The distribution pattern of patients' profession
and their academic level can be explained by socioeconomical
factors: recruitment of underprivileged people (students,
unemployed persons) in public health informations, low hospital
frequentation of country-people for different reasons
aforementioned.
The characteristics of epilepsies are similar to
those described in most tropical seizures, and the underevaluation
of << Petit Mal >>. European data display a far
higher rate for this latter (13).
In the absence of sophisticated investigations,
the careful research of focal neurological symptoms is helpful to
diagnose focal crisis secondarily generalized. (table 3).

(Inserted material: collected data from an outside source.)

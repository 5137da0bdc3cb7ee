//! Paint attributes for shape elements.

use peniko::Color;
use serde::{Deserialize, Serialize};

/// Serializable RGBA color.
#[derive(Debug, Clone, Copy, PartialEq, Eq, Hash, Serialize, Deserialize)]
pub struct SerializableColor {
    pub r: u8,
    pub g: u8,
    pub b: u8,
    pub a: u8,
}

impl SerializableColor {
    pub fn new(r: u8, g: u8, b: u8, a: u8) -> Self {
        Self { r, g, b, a }
    }

    pub fn black() -> Self {
        Self::new(0, 0, 0, 255)
    }

    pub fn white() -> Self {
        Self::new(255, 255, 255, 255)
    }

    pub fn transparent() -> Self {
        Self::new(0, 0, 0, 0)
    }

    /// Parse `#rgb`, `#rrggbb` or `#rrggbbaa`, plus the keyword `transparent`.
    pub fn from_hex(value: &str) -> Option<Self> {
        let value = value.trim();
        if value.eq_ignore_ascii_case("transparent") {
            return Some(Self::transparent());
        }
        let hex = value.strip_prefix('#')?;
        if !hex.chars().all(|c| c.is_ascii_hexdigit()) {
            return None;
        }
        let channel = |s: &str| u8::from_str_radix(s, 16).ok();
        match hex.len() {
            3 => {
                let mut out = [0u8; 3];
                for (slot, c) in out.iter_mut().zip(hex.chars()) {
                    let v = c.to_digit(16)? as u8;
                    *slot = v * 17;
                }
                Some(Self::new(out[0], out[1], out[2], 255))
            }
            6 => Some(Self::new(
                channel(&hex[0..2])?,
                channel(&hex[2..4])?,
                channel(&hex[4..6])?,
                255,
            )),
            8 => Some(Self::new(
                channel(&hex[0..2])?,
                channel(&hex[2..4])?,
                channel(&hex[4..6])?,
                channel(&hex[6..8])?,
            )),
            _ => None,
        }
    }

    /// Format as `#rrggbb`, or `#rrggbbaa` when not fully opaque.
    pub fn to_hex(&self) -> String {
        if self.a == 255 {
            format!("#{:02x}{:02x}{:02x}", self.r, self.g, self.b)
        } else {
            format!("#{:02x}{:02x}{:02x}{:02x}", self.r, self.g, self.b, self.a)
        }
    }
}

impl From<Color> for SerializableColor {
    fn from(color: Color) -> Self {
        let rgba = color.to_rgba8();
        Self {
            r: rgba.r,
            g: rgba.g,
            b: rgba.b,
            a: rgba.a,
        }
    }
}

impl From<SerializableColor> for Color {
    fn from(color: SerializableColor) -> Self {
        Color::from_rgba8(color.r, color.g, color.b, color.a)
    }
}

/// Fill and stroke of a rectangle, ellipse or polygon.
#[derive(Debug, Clone, PartialEq, Serialize, Deserialize)]
#[serde(rename_all = "camelCase", default)]
pub struct ShapeStyle {
    /// Fill color, `None` for no fill.
    pub fill: Option<SerializableColor>,
    pub stroke: SerializableColor,
    pub stroke_width: f64,
}

impl Default for ShapeStyle {
    fn default() -> Self {
        Self {
            fill: None,
            stroke: SerializableColor::black(),
            stroke_width: 2.0,
        }
    }
}

impl ShapeStyle {
    pub fn with_fill(mut self, fill: Option<SerializableColor>) -> Self {
        self.fill = fill;
        self
    }

    pub fn with_stroke(mut self, stroke: SerializableColor, width: f64) -> Self {
        self.stroke = stroke;
        self.stroke_width = width;
        self
    }
}

/// Outline drawn inside a polygon element's box.
#[derive(Debug, Clone, Copy, PartialEq, Eq, Hash, Serialize, Deserialize)]
#[serde(rename_all = "kebab-case")]
pub enum PolygonKind {
    Star,
    Triangle,
    RoundedRect,
}

/// Payload of a polygon element.
#[derive(Debug, Clone, PartialEq, Serialize, Deserialize)]
pub struct PolygonShape {
    pub polygon: PolygonKind,
    #[serde(flatten)]
    pub style: ShapeStyle,
}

The features of partial seizures vary according
to the prevailing risk factor: Nigerian searchers report a higher
rate of complex partial seizures (10), which they associate with a
past history of febrile convulsions; recent findings support this
assumption (14).
Contrariwise, simple partial seizures are
predominant in Indian series (11 ), where head injuries and CNS
infections (including neurocysticercosis) are the main risk
factors. Our pattem is closer to the Indian type, and
neurocysticercosis is the first aetiology disclosed, however the
Islamic influence on behaviours (prohibition of pork consumption)
mitigate the importance of this parasitosis in Mahajanga City:
12.67% of cases (table 6) versus 51% from Ecuador (15), 6% of
pathologic specimen vs 40% in Antananarivo (16), were pork
consumption is larger.
Cautious anamnesis and examination are
fundamental for epilepsy diagnosis in the absence of instrumental
investigations. Population knowledge, local representation, beliefs
and attitudes toward the disease must be taken in account to gather
relevant informations.
Bad compliance remains a thorny problem for the
long term treatment of epilepsy in the Third World. Drug
unavailability and expensiveness, lack of inadequacy of
informations, and illiteracy are the main contributors to this
drawback.
The worse outcome of our cases compared to that
of some comprehensive studies supports these conclusions: 55.40% of
good results versus 78% for Feski's (17).
CONCLUSION:
The global campaign launched by the WHO against epilepsy,
expresses the importance of this disease. This stigmatizing illness
constitute a real Public Health problem for the Third World.
Madagascar, globally shares the same lack of
facilities and the same patterns of the disease as other poor
tropical countries.
The high rate of partial seizures results from
avoidable causes such as, febrile convulsions, perinatal and
infectious brain insults.
Struggle against known risk factors, education
and sensitization of the both the population and the primary
caredeliverers, endowment of essential drugs, are the best options
recommended to face this disease, in developing countries.